Planification et anticipation
Une fois encore, la difficulté tiendra à concilier les engagements politiques et les arbitrages budgétaires. « Il n’y aura pas de relance industrielle sans une progression réelle et durable des dépenses liées aux médicaments. La croissance du marché pharmaceutique hexagonal sera un facteur d’attractivité et de compétitivité majeur », assure Philippe Lamoureux. Ce sera aussi l’un des principaux déterminants de l’investissement. Dans cette optique, les représentants du secteur réclament un mode de régulation adapté pour planifier leurs activités. La réforme de l’Ondam pourrait directement y contribuer. Dans un avis récemment publié, le HCAAM formule une proposition disruptive, soit une programmation quinquennale des ressources nécessaires pour atteindre des objectifs de santé explicites et partagés.

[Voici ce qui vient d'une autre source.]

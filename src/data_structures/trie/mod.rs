// Copyright (c) 2025 WordTrie Authors
//
// Licensed under the MIT License (LICENSE or https://opensource.org/licenses/MIT)

//! Generic prefix tree (trie) implementation.
//!
//! This module provides a trie mapping string keys to arbitrary payloads with
//! exact-match lookup, prefix enumeration ("autocomplete"), deletion that
//! prunes nodes no longer serving any key, counting and reset.
//!
//! Keys are treated as sequences of `char`s; no normalization is applied.
//!
//! # Example
//!
//! ```
//! use wordtrie_lib::data_structures::trie::Trie;
//!
//! let mut trie = Trie::new();
//! trie.insert("cat", "animal");
//! trie.insert("car", "vehicle");
//! trie.insert("cart", "shopping");
//!
//! assert_eq!(trie.search("car"), Some(&"vehicle"));
//! assert_eq!(trie.auto_complete("ca").len(), 3);
//!
//! trie.delete("car");
//! assert_eq!(trie.search("car"), None);
//! assert_eq!(trie.search("cart"), Some(&"shopping"));
//! assert_eq!(trie.count_words(), 2);
//! ```
//!
//! # Concurrency
//!
//! `Trie` is a plain single-threaded container. Hosts sharing one across
//! threads must serialize mutations (`insert`, `delete`, `clear`) against each
//! other and against reads, e.g. by wrapping it in a `RwLock`.

use std::fmt;

mod iter;
mod node;

#[cfg(test)]
mod tests;

pub use iter::{Iter, Keys, Values};
pub use node::NodeRef;
use node::TrieNode;

/// A prefix tree associating string keys with payloads of type `T`.
///
/// The root always exists and stands for the empty prefix. Every node other
/// than the root is either terminal or has at least one child.
#[derive(Clone)]
pub struct Trie<T> {
    /// The root node of the trie
    root: TrieNode<T>,
}

impl<T> Trie<T> {
    /// Creates a new empty `Trie`.
    pub fn new() -> Self {
        Self {
            root: TrieNode::new(),
        }
    }

    /// Inserts a key with its payload.
    ///
    /// Missing nodes along the key's path are created. Re-inserting an
    /// existing key replaces its payload; the empty key marks the root.
    ///
    /// # Returns
    ///
    /// The payload previously stored for `key`, if any.
    pub fn insert<K>(&mut self, key: K, payload: T) -> Option<T>
    where
        K: AsRef<str>,
    {
        let mut node = &mut self.root;
        for c in key.as_ref().chars() {
            node = node.children.entry(c).or_default();
        }
        node.payload.replace(payload)
    }

    /// Looks up the payload stored for `key`.
    ///
    /// Returns `None` both when the path is missing and when `key` is only a
    /// prefix of other keys.
    pub fn search<K>(&self, key: K) -> Option<&T>
    where
        K: AsRef<str>,
    {
        self.find_node(key.as_ref())?.payload.as_ref()
    }

    /// Mutable counterpart of [`search`](Self::search).
    pub fn search_mut<K>(&mut self, key: K) -> Option<&mut T>
    where
        K: AsRef<str>,
    {
        let mut node = &mut self.root;
        for c in key.as_ref().chars() {
            node = node.children.get_mut(&c)?;
        }
        node.payload.as_mut()
    }

    /// Checks if `key` was inserted and not deleted since.
    pub fn contains_key<K>(&self, key: K) -> bool
    where
        K: AsRef<str>,
    {
        self.search(key).is_some()
    }

    /// Checks if any stored key starts with `prefix`.
    pub fn contains_prefix<P>(&self, prefix: P) -> bool
    where
        P: AsRef<str>,
    {
        // A reachable node always leads to a key, so path existence suffices.
        self.find_node(prefix.as_ref()).is_some()
    }

    /// Removes `key` and prunes every ancestor left without a purpose.
    ///
    /// Pruning stops at the first ancestor that is terminal or still has
    /// other children, so prefixes shared with other keys survive. Removing an
    /// absent key is a no-op.
    ///
    /// # Returns
    ///
    /// The removed payload, or `None` if `key` was not present.
    pub fn delete<K>(&mut self, key: K) -> Option<T>
    where
        K: AsRef<str>,
    {
        let chars: Vec<char> = key.as_ref().chars().collect();

        // First pass: find the deepest node on the path that must survive.
        // The edge below it is where the pruned chain starts.
        let mut node = &self.root;
        let mut cut = 0;
        for (depth, c) in chars.iter().enumerate() {
            if node.is_terminal() || node.children.len() > 1 {
                cut = depth;
            }
            node = node.children.get(c)?;
        }
        if !node.is_terminal() {
            return None;
        }

        // The root is never pruned, and a node with children keeps its place.
        if chars.is_empty() || !node.children.is_empty() {
            let mut node = &mut self.root;
            for c in &chars {
                node = node.children.get_mut(c)?;
            }
            return node.payload.take();
        }

        let mut parent = &mut self.root;
        for c in &chars[..cut] {
            parent = parent.children.get_mut(c)?;
        }
        let mut chain = parent.children.remove(&chars[cut])?;
        for c in &chars[cut + 1..] {
            chain = chain.children.remove(c)?;
        }
        debug_assert!(chain.children.is_empty());
        chain.payload
    }

    /// Returns every stored key starting with `prefix`, with its payload.
    ///
    /// `prefix` itself is included when it is a key. Order is unspecified;
    /// an absent prefix yields an empty vector.
    pub fn auto_complete<P>(&self, prefix: P) -> Vec<(String, &T)>
    where
        P: AsRef<str>,
    {
        self.prefix_iter(prefix).collect()
    }

    /// Lazy form of [`auto_complete`](Self::auto_complete).
    pub fn prefix_iter<P>(&self, prefix: P) -> Iter<'_, T>
    where
        P: AsRef<str>,
    {
        let prefix = prefix.as_ref();
        Iter::new(prefix.to_owned(), self.find_node(prefix))
    }

    /// Returns every stored key with its payload, in unspecified order.
    pub fn get_all_words(&self) -> Vec<(String, &T)> {
        self.iter().collect()
    }

    /// Iterates over all `(key, payload)` pairs.
    pub fn iter(&self) -> Iter<'_, T> {
        Iter::new(String::new(), Some(&self.root))
    }

    /// Iterates over all keys.
    pub fn keys(&self) -> Keys<'_, T> {
        Keys { inner: self.iter() }
    }

    /// Iterates over all payloads.
    pub fn values(&self) -> Values<'_, T> {
        Values { inner: self.iter() }
    }

    /// Counts the stored keys by walking the whole tree.
    ///
    /// This is an O(n) operation in the number of nodes.
    pub fn count_words(&self) -> usize {
        let mut count = 0;
        let mut stack = vec![&self.root];
        while let Some(node) = stack.pop() {
            if node.is_terminal() {
                count += 1;
            }
            stack.extend(node.children.values());
        }
        count
    }

    /// Checks if the trie holds no keys.
    pub fn is_empty(&self) -> bool {
        self.root.is_prunable()
    }

    /// Discards every key, leaving a fresh empty root.
    pub fn clear(&mut self) {
        let mut old = std::mem::take(&mut self.root);
        old.dismantle();
    }

    /// A read-only view of the root for structural traversal.
    pub fn root(&self) -> NodeRef<'_, T> {
        NodeRef::new(None, &self.root)
    }

    fn find_node(&self, key: &str) -> Option<&TrieNode<T>> {
        let mut node = &self.root;
        for c in key.chars() {
            node = node.children.get(&c)?;
        }
        Some(node)
    }
}

impl<T> Default for Trie<T> {
    fn default() -> Self {
        Self::new()
    }
}

impl<T: fmt::Debug> fmt::Debug for Trie<T> {
    fn fmt(&self, f: &mut fmt::Formatter<'_>) -> fmt::Result {
        f.debug_map().entries(self.iter()).finish()
    }
}

impl<T> Drop for Trie<T> {
    fn drop(&mut self) {
        self.root.dismantle();
    }
}

impl<K: AsRef<str>, T> Extend<(K, T)> for Trie<T> {
    fn extend<I: IntoIterator<Item = (K, T)>>(&mut self, iter: I) {
        for (key, payload) in iter {
            self.insert(key, payload);
        }
    }
}

impl<K: AsRef<str>, T> FromIterator<(K, T)> for Trie<T> {
    fn from_iter<I: IntoIterator<Item = (K, T)>>(iter: I) -> Self {
        let mut trie = Trie::new();
        trie.extend(iter);
        trie
    }
}

impl<'a, T> IntoIterator for &'a Trie<T> {
    type Item = (String, &'a T);
    type IntoIter = Iter<'a, T>;

    fn into_iter(self) -> Self::IntoIter {
        self.iter()
    }
}
//! Error module for WordTrie.
//!
//! The trie itself never fails: absence is reported through `Option` and
//! empty results. The errors here belong to the surrounding collaborators
//! (configuration and word loading) and are fatal at the process boundary.

use std::fmt::{Display, Formatter};
use thiserror::Error;

pub mod config;
pub mod loader;

/// Result type alias used throughout WordTrie.
pub type WordTrieResult<T> = Result<T, WordTrieError>;

/// Core error enum for WordTrie.
#[derive(Error, Debug)]
pub enum WordTrieError {
    /// Errors occurring during configuration loading or validation.
    #[error("Configuration error: {0}")]
    Config(#[from] config::ConfigError),

    /// Errors occurring while reading a word source.
    #[error("Loader error: {0}")]
    Loader(#[from] loader::LoaderError),

    /// IO errors that may occur during file operations.
    #[error("IO error: {0}")]
    Io(#[from] std::io::Error),

    /// Serialization errors when emitting JSON output.
    #[error("Serialization error: {0}")]
    Serialization(#[from] serde_json::Error),

    /// Custom error with message for cases where specific error types are not defined.
    #[error("{0}")]
    Custom(String),
}

/// Error reporting structure to provide context and debugging information.
#[derive(Debug)]
pub struct ErrorContext {
    /// The original error that occurred.
    pub error: WordTrieError,

    /// The component where the error occurred.
    pub component: String,

    /// Additional context information to help with debugging.
    pub details: Option<String>,
}

impl ErrorContext {
    /// Creates a new error context with the given error and component.
    ///
    /// # Arguments
    ///
    /// * `error` - The error that occurred
    /// * `component` - The component where the error occurred
    pub fn new<S: Into<String>>(error: WordTrieError, component: S) -> Self {
        Self {
            error,
            component: component.into(),
            details: None,
        }
    }

    /// Adds detail information to the error context.
    pub fn with_details<S: Into<String>>(mut self, details: S) -> Self {
        self.details = Some(details.into());
        self
    }
}

impl Display for ErrorContext {
    fn fmt(&self, f: &mut Formatter<'_>) -> std::fmt::Result {
        write!(f, "Error in {}: {}", self.component, self.error)?;
        if let Some(details) = &self.details {
            write!(f, "\nDetails: {details}")?;
        }
        Ok(())
    }
}

/// Error reporter trait for reporting errors to various sinks.
pub trait ErrorReporter: Send + Sync + std::fmt::Debug {
    /// Report an error with context.
    ///
    /// # Arguments
    ///
    /// * `context` - The error context to report
    fn report(&self, context: ErrorContext);
}

/// An error reporter that logs errors using the tracing framework.
#[derive(Default, Debug)]
pub struct TracingErrorReporter;

impl ErrorReporter for TracingErrorReporter {
    fn report(&self, context: ErrorContext) {
        tracing::error!(
            error = %context.error,
            component = %context.component,
            details = context.details.as_deref().unwrap_or("None"),
            "Error reported"
        );
    }
}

Plus transparente, la mécanique générale considèrerait davantage les besoins de la population. Parmi d’autres d’obstacles, la maîtrise de l’incertitude sera un élément clé. « Une part variable devra être provisionnée pour absorber l’imprévu thérapeutique, épidémiologique ou économique. Cette masse budgétaire annuelle ne devra pas être utilisée pour combler un déficit structurel. Si elle n’est pas consommée, elle devra être automatiquement reportée », insiste Sandrine Bourguignon, directrice des études en vie réelle d’IQVIA France. L’anticipation et la planification ne feront pas tout. Tôt ou tard, la délicate question du financement devra être réglée. « La santé ne doit plus être confisquée par les experts et les sachants. Elle doit se dédouaner des aspects purement techniques et budgétaires. Elle doit être traitée comme une politique publique à part entière, au même de titre que l’éducation ou la défense. Elle doit surtout bénéficier de moyens supplémentaires et pérennes pour garantir la solvabilité de notre système de protection sociale », recommande Jean-Carles Grelier, député LR de la Sarthe. Au-delà des prochaines annonces, la LFSS 2022 sera le véritable marqueur du renouveau industriel français.